> **EXERCISE DETAILS**:
Find each line in the records below that contains the word "StdRng", and copy it out.

DATA EXTRACTS START

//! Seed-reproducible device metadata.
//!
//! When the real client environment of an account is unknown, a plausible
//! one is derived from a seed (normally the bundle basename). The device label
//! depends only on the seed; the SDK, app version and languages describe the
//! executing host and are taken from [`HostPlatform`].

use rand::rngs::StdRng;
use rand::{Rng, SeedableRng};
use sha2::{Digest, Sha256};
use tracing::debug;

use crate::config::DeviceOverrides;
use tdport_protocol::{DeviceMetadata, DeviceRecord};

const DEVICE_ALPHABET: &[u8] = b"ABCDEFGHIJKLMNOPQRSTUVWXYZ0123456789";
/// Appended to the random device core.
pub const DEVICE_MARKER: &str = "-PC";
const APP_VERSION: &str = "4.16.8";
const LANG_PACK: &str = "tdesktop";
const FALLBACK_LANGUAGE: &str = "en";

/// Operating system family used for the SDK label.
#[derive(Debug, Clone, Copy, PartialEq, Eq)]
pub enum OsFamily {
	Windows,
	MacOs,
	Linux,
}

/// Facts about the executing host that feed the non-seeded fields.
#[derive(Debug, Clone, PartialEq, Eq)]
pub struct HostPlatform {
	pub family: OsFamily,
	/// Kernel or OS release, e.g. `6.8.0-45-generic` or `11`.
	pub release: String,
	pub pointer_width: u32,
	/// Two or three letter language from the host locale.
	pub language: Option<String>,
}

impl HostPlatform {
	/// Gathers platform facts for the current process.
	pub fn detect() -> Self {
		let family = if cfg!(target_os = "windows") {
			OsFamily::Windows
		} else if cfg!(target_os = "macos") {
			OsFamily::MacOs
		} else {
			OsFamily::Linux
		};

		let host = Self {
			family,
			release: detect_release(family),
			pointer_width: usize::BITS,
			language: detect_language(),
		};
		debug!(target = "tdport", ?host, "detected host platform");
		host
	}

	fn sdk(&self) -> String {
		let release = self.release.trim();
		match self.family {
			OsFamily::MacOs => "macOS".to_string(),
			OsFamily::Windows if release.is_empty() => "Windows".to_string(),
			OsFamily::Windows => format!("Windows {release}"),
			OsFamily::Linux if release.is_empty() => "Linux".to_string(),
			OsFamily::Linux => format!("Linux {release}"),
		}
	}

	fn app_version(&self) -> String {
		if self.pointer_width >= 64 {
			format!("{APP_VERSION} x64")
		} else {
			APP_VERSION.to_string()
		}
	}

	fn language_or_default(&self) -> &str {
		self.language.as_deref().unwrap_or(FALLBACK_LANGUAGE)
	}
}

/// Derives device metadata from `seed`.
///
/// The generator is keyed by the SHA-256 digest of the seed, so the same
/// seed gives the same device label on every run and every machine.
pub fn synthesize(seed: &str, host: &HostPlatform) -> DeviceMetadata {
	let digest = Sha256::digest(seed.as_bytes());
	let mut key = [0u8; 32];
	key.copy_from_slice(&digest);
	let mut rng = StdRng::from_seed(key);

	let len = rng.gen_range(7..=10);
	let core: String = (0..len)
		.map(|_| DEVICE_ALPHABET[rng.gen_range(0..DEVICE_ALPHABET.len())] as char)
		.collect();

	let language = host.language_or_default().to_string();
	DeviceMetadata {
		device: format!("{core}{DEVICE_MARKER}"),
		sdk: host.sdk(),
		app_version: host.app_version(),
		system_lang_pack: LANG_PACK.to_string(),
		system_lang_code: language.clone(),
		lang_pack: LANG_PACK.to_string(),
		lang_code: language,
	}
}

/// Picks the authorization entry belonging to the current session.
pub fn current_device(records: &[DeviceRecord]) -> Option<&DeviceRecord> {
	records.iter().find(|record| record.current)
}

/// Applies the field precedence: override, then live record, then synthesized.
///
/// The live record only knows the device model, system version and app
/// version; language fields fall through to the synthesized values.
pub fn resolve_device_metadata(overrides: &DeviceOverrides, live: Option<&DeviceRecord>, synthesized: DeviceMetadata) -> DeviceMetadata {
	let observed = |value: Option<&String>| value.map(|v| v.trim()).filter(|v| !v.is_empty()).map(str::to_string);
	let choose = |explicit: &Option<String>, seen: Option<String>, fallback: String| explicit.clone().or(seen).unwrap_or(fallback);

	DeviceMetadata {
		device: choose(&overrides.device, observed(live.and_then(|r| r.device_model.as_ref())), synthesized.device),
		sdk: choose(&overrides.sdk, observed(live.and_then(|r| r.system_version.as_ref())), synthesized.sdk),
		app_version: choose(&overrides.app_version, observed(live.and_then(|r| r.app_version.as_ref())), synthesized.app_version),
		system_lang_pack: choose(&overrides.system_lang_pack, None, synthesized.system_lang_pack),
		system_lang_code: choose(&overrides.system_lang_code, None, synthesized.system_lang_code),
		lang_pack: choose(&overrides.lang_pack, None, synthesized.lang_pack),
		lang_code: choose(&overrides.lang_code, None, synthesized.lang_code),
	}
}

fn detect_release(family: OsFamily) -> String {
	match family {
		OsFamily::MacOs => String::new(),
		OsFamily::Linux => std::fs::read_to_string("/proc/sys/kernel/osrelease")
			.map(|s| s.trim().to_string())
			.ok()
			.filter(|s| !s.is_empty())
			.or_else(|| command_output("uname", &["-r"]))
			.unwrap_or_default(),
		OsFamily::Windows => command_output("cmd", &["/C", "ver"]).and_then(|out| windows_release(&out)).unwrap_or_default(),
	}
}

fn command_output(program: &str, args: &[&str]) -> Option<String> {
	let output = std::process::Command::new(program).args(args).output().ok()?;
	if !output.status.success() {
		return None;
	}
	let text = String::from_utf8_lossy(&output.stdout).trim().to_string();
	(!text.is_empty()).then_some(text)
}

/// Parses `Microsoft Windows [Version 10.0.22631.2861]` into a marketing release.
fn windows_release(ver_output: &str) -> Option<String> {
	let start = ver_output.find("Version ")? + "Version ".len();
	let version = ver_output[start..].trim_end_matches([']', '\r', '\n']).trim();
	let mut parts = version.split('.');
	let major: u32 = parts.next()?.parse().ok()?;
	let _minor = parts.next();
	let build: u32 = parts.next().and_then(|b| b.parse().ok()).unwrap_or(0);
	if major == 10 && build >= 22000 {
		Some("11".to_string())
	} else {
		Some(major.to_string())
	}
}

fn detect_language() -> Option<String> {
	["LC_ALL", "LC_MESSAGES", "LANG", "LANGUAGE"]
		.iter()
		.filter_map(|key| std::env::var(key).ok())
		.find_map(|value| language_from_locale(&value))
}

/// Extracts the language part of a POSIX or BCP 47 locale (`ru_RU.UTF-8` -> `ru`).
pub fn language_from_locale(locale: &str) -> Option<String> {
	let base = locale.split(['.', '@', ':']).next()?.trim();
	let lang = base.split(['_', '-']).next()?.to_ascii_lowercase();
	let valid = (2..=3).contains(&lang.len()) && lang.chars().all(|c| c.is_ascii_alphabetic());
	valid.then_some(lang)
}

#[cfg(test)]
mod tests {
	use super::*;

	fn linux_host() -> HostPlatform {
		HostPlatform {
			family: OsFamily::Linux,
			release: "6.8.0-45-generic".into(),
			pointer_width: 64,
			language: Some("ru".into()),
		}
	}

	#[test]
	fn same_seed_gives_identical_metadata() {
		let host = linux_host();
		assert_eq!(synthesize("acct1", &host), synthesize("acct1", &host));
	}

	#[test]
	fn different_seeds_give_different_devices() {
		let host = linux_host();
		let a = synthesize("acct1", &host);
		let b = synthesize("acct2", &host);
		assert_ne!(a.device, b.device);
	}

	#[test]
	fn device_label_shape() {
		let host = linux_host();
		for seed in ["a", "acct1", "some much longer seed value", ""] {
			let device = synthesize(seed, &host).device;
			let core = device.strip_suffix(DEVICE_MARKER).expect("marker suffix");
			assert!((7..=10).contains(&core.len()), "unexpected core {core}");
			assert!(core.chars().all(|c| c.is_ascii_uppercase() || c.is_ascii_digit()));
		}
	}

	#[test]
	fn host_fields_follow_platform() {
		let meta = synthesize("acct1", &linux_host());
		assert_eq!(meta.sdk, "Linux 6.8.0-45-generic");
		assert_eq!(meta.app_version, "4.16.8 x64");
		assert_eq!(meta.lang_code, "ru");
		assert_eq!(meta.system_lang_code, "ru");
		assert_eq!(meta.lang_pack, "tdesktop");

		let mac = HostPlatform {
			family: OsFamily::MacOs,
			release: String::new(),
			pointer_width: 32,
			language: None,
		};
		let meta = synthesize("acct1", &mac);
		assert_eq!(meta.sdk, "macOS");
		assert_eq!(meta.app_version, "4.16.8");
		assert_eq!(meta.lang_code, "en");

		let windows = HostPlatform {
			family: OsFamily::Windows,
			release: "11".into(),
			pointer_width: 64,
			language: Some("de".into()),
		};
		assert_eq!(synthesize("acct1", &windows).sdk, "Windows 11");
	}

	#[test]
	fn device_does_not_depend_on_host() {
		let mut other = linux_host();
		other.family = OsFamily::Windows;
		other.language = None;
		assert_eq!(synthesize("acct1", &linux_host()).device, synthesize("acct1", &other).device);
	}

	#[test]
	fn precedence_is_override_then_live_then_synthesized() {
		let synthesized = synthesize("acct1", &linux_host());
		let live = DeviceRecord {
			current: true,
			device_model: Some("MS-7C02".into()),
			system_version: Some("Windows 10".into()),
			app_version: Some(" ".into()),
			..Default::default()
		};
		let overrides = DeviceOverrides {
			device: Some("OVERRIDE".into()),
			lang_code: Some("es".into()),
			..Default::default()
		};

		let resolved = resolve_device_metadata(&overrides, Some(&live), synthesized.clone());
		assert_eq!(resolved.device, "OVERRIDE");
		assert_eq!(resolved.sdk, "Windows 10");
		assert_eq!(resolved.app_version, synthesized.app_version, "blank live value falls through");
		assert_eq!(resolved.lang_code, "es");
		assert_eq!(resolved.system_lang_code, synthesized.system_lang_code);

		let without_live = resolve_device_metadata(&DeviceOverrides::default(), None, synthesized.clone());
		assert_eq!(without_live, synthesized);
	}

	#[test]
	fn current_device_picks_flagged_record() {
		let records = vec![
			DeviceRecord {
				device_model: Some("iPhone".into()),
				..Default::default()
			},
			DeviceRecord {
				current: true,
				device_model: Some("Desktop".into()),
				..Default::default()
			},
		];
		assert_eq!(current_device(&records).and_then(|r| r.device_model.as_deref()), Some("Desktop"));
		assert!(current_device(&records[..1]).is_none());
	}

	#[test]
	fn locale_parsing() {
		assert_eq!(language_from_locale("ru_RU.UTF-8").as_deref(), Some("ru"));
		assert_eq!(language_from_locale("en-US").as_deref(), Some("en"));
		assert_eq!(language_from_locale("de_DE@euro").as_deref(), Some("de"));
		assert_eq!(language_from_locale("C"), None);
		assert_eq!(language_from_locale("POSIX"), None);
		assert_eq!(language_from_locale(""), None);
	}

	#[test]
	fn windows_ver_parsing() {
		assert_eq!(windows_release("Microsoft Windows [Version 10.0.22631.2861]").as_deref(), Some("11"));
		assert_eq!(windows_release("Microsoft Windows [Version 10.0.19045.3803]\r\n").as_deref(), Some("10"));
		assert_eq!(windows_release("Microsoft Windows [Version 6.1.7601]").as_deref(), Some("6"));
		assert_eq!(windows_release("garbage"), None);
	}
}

DATA EXTRACTS END

> **TASK RESULT**:
use rand::rngs::StdRng;
	let mut rng = StdRng::from_seed(key);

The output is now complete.